*Exercise*:
Go line by line through the data and copy those with the word "client".

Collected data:
'''

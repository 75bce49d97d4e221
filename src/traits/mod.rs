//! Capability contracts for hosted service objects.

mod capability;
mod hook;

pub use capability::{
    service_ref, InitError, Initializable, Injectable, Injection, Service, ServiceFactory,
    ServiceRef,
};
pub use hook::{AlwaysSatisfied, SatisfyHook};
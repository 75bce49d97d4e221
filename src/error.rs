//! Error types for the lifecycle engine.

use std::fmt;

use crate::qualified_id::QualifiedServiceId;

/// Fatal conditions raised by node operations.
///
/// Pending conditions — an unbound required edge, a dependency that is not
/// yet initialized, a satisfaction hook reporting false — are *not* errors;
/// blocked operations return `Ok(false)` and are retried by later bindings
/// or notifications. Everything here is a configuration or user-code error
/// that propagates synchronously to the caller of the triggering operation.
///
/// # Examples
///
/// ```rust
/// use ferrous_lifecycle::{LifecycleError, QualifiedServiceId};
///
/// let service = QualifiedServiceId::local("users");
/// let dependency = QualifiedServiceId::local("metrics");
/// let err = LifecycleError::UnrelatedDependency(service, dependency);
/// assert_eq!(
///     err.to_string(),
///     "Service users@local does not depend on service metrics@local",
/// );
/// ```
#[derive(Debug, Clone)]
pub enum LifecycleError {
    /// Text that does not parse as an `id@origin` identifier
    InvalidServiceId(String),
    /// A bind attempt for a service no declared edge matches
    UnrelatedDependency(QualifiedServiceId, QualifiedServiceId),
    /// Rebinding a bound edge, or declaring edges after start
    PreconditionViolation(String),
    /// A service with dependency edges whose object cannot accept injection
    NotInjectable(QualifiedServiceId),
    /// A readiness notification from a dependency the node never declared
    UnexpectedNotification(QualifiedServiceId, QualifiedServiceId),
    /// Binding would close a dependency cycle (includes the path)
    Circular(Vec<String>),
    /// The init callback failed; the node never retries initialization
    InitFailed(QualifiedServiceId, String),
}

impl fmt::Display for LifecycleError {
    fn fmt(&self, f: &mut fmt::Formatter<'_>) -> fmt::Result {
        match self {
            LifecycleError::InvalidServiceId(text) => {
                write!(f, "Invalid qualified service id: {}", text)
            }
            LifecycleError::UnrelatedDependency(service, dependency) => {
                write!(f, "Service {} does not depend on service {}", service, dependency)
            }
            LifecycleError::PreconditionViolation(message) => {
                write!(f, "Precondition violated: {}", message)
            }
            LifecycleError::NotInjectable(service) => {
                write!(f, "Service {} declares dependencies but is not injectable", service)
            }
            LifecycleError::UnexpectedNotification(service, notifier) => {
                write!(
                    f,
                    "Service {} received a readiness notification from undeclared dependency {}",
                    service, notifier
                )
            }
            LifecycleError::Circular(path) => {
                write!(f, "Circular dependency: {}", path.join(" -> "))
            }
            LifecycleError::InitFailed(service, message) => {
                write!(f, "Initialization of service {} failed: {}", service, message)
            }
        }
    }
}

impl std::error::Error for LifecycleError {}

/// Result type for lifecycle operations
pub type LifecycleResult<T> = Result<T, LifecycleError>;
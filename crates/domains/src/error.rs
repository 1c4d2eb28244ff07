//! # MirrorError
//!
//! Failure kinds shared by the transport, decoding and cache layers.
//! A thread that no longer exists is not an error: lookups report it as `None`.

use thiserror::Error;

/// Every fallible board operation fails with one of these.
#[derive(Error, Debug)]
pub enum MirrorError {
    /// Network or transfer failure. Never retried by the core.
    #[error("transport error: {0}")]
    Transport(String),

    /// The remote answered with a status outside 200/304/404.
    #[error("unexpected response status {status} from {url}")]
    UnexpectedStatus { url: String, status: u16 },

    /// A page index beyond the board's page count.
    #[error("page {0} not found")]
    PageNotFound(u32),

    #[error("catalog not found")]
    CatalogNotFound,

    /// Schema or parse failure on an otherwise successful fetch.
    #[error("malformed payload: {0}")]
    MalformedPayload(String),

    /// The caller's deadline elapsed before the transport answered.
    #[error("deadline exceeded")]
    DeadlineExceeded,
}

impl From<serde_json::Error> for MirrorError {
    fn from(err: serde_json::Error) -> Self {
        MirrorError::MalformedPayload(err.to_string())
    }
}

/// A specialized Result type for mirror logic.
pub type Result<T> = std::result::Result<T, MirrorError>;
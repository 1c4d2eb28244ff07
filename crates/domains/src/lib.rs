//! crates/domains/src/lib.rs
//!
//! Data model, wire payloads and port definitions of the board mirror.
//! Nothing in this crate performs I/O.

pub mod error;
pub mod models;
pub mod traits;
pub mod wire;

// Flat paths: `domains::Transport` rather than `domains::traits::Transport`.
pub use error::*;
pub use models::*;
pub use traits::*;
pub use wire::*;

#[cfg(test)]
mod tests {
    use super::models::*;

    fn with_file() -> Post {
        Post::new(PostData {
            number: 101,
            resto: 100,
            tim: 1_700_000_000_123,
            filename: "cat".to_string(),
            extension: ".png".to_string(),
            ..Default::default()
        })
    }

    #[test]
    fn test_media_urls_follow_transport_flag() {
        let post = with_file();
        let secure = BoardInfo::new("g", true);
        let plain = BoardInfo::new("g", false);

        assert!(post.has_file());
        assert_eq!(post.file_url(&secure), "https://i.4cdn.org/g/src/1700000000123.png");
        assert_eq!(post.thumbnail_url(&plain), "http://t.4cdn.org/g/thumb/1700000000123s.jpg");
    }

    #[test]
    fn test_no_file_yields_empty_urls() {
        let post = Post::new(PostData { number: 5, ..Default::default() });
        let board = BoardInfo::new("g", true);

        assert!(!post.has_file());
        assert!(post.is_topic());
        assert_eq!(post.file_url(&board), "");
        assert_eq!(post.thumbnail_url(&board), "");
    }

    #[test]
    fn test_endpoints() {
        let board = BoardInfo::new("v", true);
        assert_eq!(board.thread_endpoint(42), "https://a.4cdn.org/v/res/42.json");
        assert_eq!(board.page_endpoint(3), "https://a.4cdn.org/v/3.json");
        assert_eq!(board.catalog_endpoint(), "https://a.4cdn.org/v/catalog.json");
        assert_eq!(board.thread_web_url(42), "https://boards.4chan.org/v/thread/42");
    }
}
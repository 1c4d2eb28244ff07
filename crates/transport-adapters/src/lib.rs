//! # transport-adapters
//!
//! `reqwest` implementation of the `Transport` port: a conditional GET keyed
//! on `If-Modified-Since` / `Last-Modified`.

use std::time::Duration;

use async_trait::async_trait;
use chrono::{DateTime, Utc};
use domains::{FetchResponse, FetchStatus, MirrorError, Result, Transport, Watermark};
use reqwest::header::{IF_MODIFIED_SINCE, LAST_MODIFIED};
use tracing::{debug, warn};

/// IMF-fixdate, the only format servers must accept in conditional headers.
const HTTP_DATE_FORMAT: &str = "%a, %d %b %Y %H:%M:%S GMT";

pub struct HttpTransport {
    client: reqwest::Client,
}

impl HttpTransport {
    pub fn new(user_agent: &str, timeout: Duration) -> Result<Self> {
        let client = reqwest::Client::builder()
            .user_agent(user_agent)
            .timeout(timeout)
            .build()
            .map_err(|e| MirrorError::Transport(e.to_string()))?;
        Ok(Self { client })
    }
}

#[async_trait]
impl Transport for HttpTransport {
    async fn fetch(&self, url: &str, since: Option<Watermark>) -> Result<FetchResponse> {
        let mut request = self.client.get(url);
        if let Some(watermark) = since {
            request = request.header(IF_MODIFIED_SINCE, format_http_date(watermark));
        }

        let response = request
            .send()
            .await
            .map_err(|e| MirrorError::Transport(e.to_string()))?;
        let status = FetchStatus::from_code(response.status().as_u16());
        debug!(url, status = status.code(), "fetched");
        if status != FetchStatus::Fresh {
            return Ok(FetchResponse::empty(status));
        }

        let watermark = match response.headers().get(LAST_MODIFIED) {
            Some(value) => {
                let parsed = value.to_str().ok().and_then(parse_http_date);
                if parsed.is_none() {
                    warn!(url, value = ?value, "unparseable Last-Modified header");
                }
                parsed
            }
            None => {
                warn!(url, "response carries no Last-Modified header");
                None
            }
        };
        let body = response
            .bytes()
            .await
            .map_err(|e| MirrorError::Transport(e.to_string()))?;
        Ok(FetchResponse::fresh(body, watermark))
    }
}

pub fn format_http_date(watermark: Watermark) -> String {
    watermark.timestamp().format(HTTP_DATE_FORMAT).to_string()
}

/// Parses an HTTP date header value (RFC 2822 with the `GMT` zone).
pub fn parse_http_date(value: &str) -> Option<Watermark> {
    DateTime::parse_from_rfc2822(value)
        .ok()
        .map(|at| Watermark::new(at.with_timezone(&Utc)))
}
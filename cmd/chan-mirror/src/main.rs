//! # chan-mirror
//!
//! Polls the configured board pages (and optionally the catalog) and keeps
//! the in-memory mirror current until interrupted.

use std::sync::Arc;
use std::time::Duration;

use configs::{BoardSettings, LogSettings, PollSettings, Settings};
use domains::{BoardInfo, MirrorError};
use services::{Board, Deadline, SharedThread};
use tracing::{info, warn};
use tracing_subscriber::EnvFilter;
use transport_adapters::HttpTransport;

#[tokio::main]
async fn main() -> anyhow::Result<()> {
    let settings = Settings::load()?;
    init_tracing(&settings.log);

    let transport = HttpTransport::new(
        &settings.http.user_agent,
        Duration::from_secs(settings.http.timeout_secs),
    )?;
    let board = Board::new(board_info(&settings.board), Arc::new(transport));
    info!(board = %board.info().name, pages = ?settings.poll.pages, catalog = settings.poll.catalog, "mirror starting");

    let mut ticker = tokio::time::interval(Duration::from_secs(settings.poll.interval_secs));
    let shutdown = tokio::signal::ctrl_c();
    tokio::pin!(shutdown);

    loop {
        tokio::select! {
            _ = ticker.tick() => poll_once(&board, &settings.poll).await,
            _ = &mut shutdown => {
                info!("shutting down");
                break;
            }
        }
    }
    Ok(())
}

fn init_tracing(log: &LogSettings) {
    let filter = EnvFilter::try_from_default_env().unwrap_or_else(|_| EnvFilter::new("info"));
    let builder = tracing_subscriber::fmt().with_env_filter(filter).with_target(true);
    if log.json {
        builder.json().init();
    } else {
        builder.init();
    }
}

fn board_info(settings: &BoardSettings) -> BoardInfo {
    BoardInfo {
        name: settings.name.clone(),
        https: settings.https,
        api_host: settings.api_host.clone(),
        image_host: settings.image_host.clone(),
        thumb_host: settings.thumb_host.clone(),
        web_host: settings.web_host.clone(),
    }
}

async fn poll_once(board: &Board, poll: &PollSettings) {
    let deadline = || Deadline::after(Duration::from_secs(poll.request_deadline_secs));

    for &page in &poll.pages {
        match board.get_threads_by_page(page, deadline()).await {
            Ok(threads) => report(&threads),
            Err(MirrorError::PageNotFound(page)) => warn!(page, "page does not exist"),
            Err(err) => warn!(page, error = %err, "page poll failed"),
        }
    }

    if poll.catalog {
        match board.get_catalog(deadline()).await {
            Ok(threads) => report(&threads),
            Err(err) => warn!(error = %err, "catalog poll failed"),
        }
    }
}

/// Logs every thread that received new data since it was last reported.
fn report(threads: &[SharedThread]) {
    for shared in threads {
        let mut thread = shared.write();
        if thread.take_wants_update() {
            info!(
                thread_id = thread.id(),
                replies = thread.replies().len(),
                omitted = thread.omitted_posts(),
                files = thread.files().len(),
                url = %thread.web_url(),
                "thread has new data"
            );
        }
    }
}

'''

*Written reply*:
    client: reqwest::Client,
        let client = reqwest::Client::builder()
        Ok(Self { client })
        let mut request = self.client.get(url);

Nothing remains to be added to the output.